Sharek Danielle, Zuley Margarita L, Zhang Janie Yue, Soran Atilla, Ahrendt Gretchen M, Ganott Marie A
1 Radiologic Consultants, Ltd, Greensburg, PA.
AJR Am J Roentgenol. 2015 Apr;204(4):872-7. doi: 10.2214/AJR.14.12743.
The purpose of this study was to compare outcomes of radioactive seed localization (RSL) versus wire localization using surgical margin size, reexcision and reoperation rates, specimen size, radiology resource utilization, and cosmesis as measures.
Patients who underwent RSL before segmental mastectomy from April 1, 2011, to March 1, 2012, for biopsy-proven cancer were selected. Each was matched using tumor size, type, and surgeon to a wire localization control case, resulting in 232 cases. Width of the closest surgical margin, reexcision rate, and reoperation rate were compared as were the ratios of tumor volume to initial surgical specimen volume and tumor volume to all surgically excised volume (including reexcisions and reoperations). Cosmetic outcome was analyzed by comparison of Harvard scores and specimen volume with breast volume. Radiology resource utilization was compared before and after RSL implementation.

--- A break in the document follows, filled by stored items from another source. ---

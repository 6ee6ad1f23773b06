//! Client presentation preferences (theme + locale) and the rules that turn
//! them into document state.
//!
//! DESIGN
//! ======
//! Persisted preferences are read into a [`ClientPreferences`] value, mapped
//! by a pure conversion into a [`Presentation`], and only then written to the
//! document by [`apply`]. Storage and the document root sit behind the
//! [`PreferenceStore`] and [`DocumentRoot`] traits so the browser glue lives
//! in the client crate and tests run against [`memory`] doubles.
//!
//! Applying is history-independent: every call removes conflicting markers
//! and forces `color-scheme`, so re-running converges on the same document
//! regardless of what an earlier script or the OS left behind.

pub mod memory;

use serde::{Deserialize, Serialize};

/// Storage key holding `"light"` or `"dark"`.
pub const THEME_KEY: &str = "theme";
/// Storage key holding the preferred locale.
pub const LOCALE_KEY: &str = "vivesano_lang";
/// Locale key written by older builds; read only when [`LOCALE_KEY`] is absent.
pub const LEGACY_LOCALE_KEY: &str = "i18nextLng";

/// Root class marking dark presentation.
pub const DARK_CLASS: &str = "dark";
/// Conflicting marker some scripts add for light mode; always removed.
pub const LIGHT_CLASS: &str = "light";

// =============================================================================
// PREFERENCES
// =============================================================================

#[derive(Clone, Copy, Debug, Default, PartialEq, Eq, Hash, Serialize, Deserialize)]
#[serde(rename_all = "lowercase")]
pub enum Theme {
    #[default]
    Light,
    Dark,
}

impl Theme {
    #[must_use]
    pub fn as_str(self) -> &'static str {
        match self {
            Self::Light => "light",
            Self::Dark => "dark",
        }
    }

    /// Interpret a stored value. Only the exact string `"dark"` selects dark.
    #[must_use]
    pub fn from_stored(raw: Option<&str>) -> Self {
        if raw == Some("dark") { Self::Dark } else { Self::Light }
    }

    #[must_use]
    pub fn toggled(self) -> Self {
        match self {
            Self::Light => Self::Dark,
            Self::Dark => Self::Light,
        }
    }
}

#[derive(Clone, Copy, Debug, Default, PartialEq, Eq, Hash, Serialize, Deserialize)]
#[serde(rename_all = "lowercase")]
pub enum Locale {
    #[default]
    Es,
    En,
}

impl Locale {
    #[must_use]
    pub fn as_str(self) -> &'static str {
        match self {
            Self::Es => "es",
            Self::En => "en",
        }
    }

    /// Parse a language tag by its primary subtag (`"en-US"` → `En`).
    #[must_use]
    pub fn from_tag(tag: &str) -> Option<Self> {
        let primary = tag.trim().split(['-', '_']).next().unwrap_or_default();
        match primary.to_ascii_lowercase().as_str() {
            "es" => Some(Self::Es),
            "en" => Some(Self::En),
            _ => None,
        }
    }

    #[must_use]
    pub fn toggled(self) -> Self {
        match self {
            Self::Es => Self::En,
            Self::En => Self::Es,
        }
    }
}

/// Persisted client preferences.
#[derive(Clone, Copy, Debug, Default, PartialEq, Eq, Serialize, Deserialize)]
pub struct ClientPreferences {
    pub theme: Theme,
    pub locale: Locale,
}

impl ClientPreferences {
    /// Read preferences from `store`, defaulting anything missing.
    ///
    /// The locale comes from the first non-empty value among [`LOCALE_KEY`]
    /// and [`LEGACY_LOCALE_KEY`]; a language other than `es`/`en` yields the
    /// default rather than consulting the next key.
    #[must_use]
    pub fn load(store: &impl PreferenceStore) -> Self {
        let theme = Theme::from_stored(store.get(THEME_KEY).as_deref());
        let locale = [LOCALE_KEY, LEGACY_LOCALE_KEY]
            .into_iter()
            .find_map(|key| store.get(key).filter(|raw| !raw.trim().is_empty()))
            .and_then(|raw| Locale::from_tag(&raw))
            .unwrap_or_default();
        Self { theme, locale }
    }
}

// =============================================================================
// PRESENTATION
// =============================================================================

/// Target document-root state for a set of preferences.
#[derive(Clone, Copy, Debug, PartialEq, Eq)]
pub struct Presentation {
    /// Whether the [`DARK_CLASS`] marker is present.
    pub dark: bool,
    /// Forced `color-scheme`; a single keyword so the OS preference cannot apply.
    pub color_scheme: &'static str,
    /// Value of the root `lang` attribute.
    pub lang: &'static str,
}

impl From<ClientPreferences> for Presentation {
    fn from(prefs: ClientPreferences) -> Self {
        Self {
            dark: prefs.theme == Theme::Dark,
            color_scheme: prefs.theme.as_str(),
            lang: prefs.locale.as_str(),
        }
    }
}

/// Key-value storage holding persisted preferences (`localStorage` in the browser).
pub trait PreferenceStore {
    fn get(&self, key: &str) -> Option<String>;
    fn set(&self, key: &str, value: &str);
}

/// The mutable bits of the document root the presentation touches.
pub trait DocumentRoot {
    /// Add (`present = true`) or remove a class on the root element.
    fn set_class(&self, class: &str, present: bool);
    /// Set the root element's inline `color-scheme`.
    fn set_color_scheme(&self, scheme: &str);
    /// Set the root element's `lang` attribute.
    fn set_lang(&self, lang: &str);
}

/// Write `presentation` to the document root. The only side-effecting step.
pub fn apply(doc: &impl DocumentRoot, presentation: &Presentation) {
    doc.set_class(LIGHT_CLASS, false);
    doc.set_class(DARK_CLASS, presentation.dark);
    doc.set_color_scheme(presentation.color_scheme);
    doc.set_lang(presentation.lang);
}

// =============================================================================
// OPERATIONS
// =============================================================================

/// Result of reconciling persisted preferences with the document.
#[derive(Clone, Copy, Debug, PartialEq, Eq)]
pub struct Bootstrap {
    pub preferences: ClientPreferences,
    /// Locale the caller must switch its in-memory catalog to, if it differs.
    pub switch_locale: Option<Locale>,
}

/// Load preferences, apply them, and report whether `active_locale` is stale.
pub fn bootstrap(store: &impl PreferenceStore, doc: &impl DocumentRoot, active_locale: Locale) -> Bootstrap {
    let preferences = ClientPreferences::load(store);
    apply(doc, &Presentation::from(preferences));
    let switch_locale = (preferences.locale != active_locale).then_some(preferences.locale);
    Bootstrap { preferences, switch_locale }
}

/// Flip the theme, persist it, and re-apply the presentation.
///
/// Storage is written before the document so a reload mid-call still lands on
/// the new value.
pub fn toggle_theme(
    store: &impl PreferenceStore,
    doc: &impl DocumentRoot,
    current: ClientPreferences,
) -> ClientPreferences {
    let next = ClientPreferences { theme: current.theme.toggled(), ..current };
    store.set(THEME_KEY, next.theme.as_str());
    apply(doc, &Presentation::from(next));
    next
}

/// Persist `locale` and re-apply the presentation.
pub fn select_locale(
    store: &impl PreferenceStore,
    doc: &impl DocumentRoot,
    current: ClientPreferences,
    locale: Locale,
) -> ClientPreferences {
    let next = ClientPreferences { locale, ..current };
    store.set(LOCALE_KEY, locale.as_str());
    apply(doc, &Presentation::from(next));
    next
}

/// Inline script for the SSR `<head>` that applies persisted preferences
/// before first paint. Mirrors [`ClientPreferences::load`] and [`apply`].
#[must_use]
pub fn boot_script() -> String {
    format!(
        "(function(){{try{{\
var s=window.localStorage,r=document.documentElement;\
var d=s.getItem('{THEME_KEY}')==='{dark}';\
r.classList.remove('{LIGHT_CLASS}');\
if(d){{r.classList.add('{DARK_CLASS}')}}else{{r.classList.remove('{DARK_CLASS}')}}\
r.style.colorScheme=d?'{dark}':'{light}';\
var l=[s.getItem('{LOCALE_KEY}'),s.getItem('{LEGACY_LOCALE_KEY}')]\
.filter(function(v){{return v&&v.trim()}})[0]||'{es}';\
r.lang=l.trim().toLowerCase().split(/[-_]/)[0]==='{en}'?'{en}':'{es}';\
}}catch(e){{}}}})();",
        dark = Theme::Dark.as_str(),
        light = Theme::Light.as_str(),
        es = Locale::Es.as_str(),
        en = Locale::En.as_str(),
    )
}

#[cfg(test)]
#[path = "lib_test.rs"]
mod tests;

No significant differences between methods were found in closest surgical margin (RSL mean, 0.45 cm; wire localization mean, 0.45 cm; p=0.972), reexcision rate (RSL mean, 21.1%; wire localization mean, 26.3%; p=0.360), reoperation rate (RSL, 11.4%; wire localization, 12.7%; p=0.841), ratio of the tumor volume to initial surgical specimen volume (RSL mean, 0.027; wire localization mean, 0.028; p=0.886), ratio of the tumor volume to total volume resected (RSL mean, 0.024; wire localization mean, 0.024; p=0.997), or in clinical or computed cosmesis scores (clinical p=0.5; calculated p=0.060). There was a 34% increase in scheduled biopsy slot utilization, 50% savings in time spent scheduling, and a 4.1-day average decrease in biopsy wait time after RSL institution.
RSL is an acceptable alternative to wire localization and offers significant improvements in workflow.
本研究旨在以手术切缘大小、再次切除率和再次手术率、标本大小、放射学资源利用情况及美容效果作为衡量指标,比较放射性种子定位(RSL)与金属丝定位的效果。
选取2011年4月1日至2012年3月1日期间在节段性乳房切除术前接受RSL且活检证实为癌症的患者。根据肿瘤大小、类型和外科医生,将每例患者与金属丝定位对照病例进行匹配,共得到232例病例。比较最接近手术切缘的宽度、再次切除率和再次手术率,以及肿瘤体积与初始手术标本体积的比值和肿瘤体积与所有手术切除体积(包括再次切除和再次手术)的比值。通过比较哈佛评分和标本体积与乳房体积来分析美容效果。比较实施RSL前后的放射学资源利用情况。
两种方法在最接近手术切缘(RSL平均值为0.45厘米;金属丝定位平均值为0.45厘米;p = 0.972)、再次切除率(RSL平均值为21.1%;金属丝定位平均值为26.3%;p = 0.360)、再次手术率(RSL为11.4%;金属丝定位为12.7%;p = 0.841)、肿瘤体积与初始手术标本体积的比值(RSL平均值为0.027;金属丝定位平均值为0.028;p = 0.886)、肿瘤体积与总切除体积的比值(RSL平均值为0.024;金属丝定位平均值为0.024;p = 0.997)或临床或计算机美容评分(临床p = 0.5;计算得出p = 0.060)方面均未发现显著差异。实施RSL后,预定活检时段的利用率提高了34%,安排时间节省了50%,活检等待时间平均缩短了4.1天。
RSL是金属丝定位的可接受替代方法,并且在工作流程方面有显著改进。